Saved data entries:
---+---

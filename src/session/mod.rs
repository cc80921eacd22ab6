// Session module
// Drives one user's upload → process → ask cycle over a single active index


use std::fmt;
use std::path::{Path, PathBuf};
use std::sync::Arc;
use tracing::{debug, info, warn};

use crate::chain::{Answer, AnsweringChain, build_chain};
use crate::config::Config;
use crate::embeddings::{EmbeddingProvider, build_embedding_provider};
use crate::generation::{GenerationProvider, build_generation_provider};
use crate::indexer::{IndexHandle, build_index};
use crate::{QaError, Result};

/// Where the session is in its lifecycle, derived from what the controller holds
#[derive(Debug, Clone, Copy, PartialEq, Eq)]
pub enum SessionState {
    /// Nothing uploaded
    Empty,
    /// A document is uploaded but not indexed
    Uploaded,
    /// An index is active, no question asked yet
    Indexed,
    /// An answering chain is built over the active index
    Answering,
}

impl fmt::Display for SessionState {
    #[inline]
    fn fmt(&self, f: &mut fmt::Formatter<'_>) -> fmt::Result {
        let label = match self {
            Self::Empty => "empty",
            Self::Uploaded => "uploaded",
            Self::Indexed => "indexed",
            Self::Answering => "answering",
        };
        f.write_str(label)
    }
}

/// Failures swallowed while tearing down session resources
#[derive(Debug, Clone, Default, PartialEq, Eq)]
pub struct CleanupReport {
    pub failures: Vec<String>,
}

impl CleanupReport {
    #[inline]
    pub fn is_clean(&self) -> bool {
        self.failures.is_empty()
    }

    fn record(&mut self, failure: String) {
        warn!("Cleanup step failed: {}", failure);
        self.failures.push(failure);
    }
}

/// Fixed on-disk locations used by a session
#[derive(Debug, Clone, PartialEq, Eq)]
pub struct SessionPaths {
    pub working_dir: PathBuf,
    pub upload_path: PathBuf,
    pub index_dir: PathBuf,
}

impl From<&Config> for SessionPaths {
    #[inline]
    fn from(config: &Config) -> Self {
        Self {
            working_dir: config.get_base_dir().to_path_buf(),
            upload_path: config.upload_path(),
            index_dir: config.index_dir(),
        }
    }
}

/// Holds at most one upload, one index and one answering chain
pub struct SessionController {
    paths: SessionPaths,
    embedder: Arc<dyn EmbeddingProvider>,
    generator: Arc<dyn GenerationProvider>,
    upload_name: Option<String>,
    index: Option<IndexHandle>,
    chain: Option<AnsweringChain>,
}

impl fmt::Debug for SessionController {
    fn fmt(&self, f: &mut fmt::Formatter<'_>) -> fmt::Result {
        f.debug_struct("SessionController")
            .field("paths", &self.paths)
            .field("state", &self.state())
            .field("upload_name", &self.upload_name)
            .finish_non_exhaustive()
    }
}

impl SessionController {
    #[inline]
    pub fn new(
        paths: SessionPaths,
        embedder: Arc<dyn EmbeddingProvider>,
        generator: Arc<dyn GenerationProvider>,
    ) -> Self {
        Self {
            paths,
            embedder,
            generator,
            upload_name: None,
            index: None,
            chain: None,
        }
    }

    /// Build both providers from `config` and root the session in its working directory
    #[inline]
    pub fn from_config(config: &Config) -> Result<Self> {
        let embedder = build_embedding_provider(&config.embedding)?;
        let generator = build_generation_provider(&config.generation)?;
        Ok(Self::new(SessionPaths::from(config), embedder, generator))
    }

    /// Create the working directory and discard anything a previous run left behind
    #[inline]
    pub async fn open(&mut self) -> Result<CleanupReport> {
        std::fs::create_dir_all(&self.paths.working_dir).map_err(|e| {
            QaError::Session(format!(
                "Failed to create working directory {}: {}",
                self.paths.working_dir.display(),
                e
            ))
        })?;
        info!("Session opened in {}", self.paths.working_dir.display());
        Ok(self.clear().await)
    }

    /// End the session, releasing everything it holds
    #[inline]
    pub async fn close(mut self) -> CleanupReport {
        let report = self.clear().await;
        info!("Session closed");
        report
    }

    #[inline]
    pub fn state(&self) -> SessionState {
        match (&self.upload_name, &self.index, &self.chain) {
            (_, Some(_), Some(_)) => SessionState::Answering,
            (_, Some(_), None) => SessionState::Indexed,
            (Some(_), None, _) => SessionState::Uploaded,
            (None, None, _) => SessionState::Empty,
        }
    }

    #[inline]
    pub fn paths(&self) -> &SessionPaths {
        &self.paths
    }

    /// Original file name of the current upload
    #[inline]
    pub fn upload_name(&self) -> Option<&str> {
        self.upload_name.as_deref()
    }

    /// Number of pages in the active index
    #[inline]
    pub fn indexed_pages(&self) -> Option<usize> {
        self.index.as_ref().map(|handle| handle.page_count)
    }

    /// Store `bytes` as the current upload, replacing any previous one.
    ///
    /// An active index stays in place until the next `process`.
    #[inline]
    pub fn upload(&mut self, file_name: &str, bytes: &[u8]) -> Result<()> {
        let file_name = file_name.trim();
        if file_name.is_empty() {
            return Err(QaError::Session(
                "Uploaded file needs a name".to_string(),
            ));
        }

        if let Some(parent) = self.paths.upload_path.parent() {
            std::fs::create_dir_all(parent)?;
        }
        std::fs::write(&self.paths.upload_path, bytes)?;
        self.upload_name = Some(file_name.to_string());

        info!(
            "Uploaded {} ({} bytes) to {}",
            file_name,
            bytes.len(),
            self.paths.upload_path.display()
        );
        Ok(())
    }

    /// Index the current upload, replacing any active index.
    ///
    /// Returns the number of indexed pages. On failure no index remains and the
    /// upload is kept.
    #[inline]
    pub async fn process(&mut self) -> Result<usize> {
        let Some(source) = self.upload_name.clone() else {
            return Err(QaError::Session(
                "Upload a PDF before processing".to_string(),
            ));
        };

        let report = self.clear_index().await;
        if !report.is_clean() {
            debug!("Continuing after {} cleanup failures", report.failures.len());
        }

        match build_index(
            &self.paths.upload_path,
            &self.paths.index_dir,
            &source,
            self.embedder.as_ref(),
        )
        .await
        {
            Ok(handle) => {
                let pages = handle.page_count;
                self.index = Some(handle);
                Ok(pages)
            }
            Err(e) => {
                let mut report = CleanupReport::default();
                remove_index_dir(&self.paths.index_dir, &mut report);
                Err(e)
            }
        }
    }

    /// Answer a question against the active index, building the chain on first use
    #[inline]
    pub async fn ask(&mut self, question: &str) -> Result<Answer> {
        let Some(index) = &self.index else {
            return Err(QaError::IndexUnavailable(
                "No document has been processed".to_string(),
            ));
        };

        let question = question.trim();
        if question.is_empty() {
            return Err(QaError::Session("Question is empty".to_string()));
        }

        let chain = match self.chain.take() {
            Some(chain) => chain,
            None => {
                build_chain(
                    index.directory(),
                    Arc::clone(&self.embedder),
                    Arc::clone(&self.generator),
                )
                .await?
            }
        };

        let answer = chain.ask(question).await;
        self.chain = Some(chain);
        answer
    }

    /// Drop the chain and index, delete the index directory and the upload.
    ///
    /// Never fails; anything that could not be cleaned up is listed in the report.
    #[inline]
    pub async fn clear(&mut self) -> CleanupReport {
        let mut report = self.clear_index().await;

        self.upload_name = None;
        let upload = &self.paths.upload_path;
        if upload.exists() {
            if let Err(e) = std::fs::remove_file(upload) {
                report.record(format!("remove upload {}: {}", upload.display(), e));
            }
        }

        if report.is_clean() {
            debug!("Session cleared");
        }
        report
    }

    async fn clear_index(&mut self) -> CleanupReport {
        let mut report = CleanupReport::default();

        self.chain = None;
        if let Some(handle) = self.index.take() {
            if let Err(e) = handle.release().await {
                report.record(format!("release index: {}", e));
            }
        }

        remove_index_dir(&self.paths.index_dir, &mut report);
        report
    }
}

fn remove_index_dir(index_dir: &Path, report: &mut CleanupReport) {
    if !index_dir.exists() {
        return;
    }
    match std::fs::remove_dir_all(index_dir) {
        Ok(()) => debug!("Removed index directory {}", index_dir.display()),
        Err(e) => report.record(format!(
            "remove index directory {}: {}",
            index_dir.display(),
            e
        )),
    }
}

---+---

Task to carry out: What belongs in the answer is each line of the data that has the word "previous".

Reply:
    /// Create the working directory and discard anything a previous run left behind
    /// Store `bytes` as the current upload, replacing any previous one.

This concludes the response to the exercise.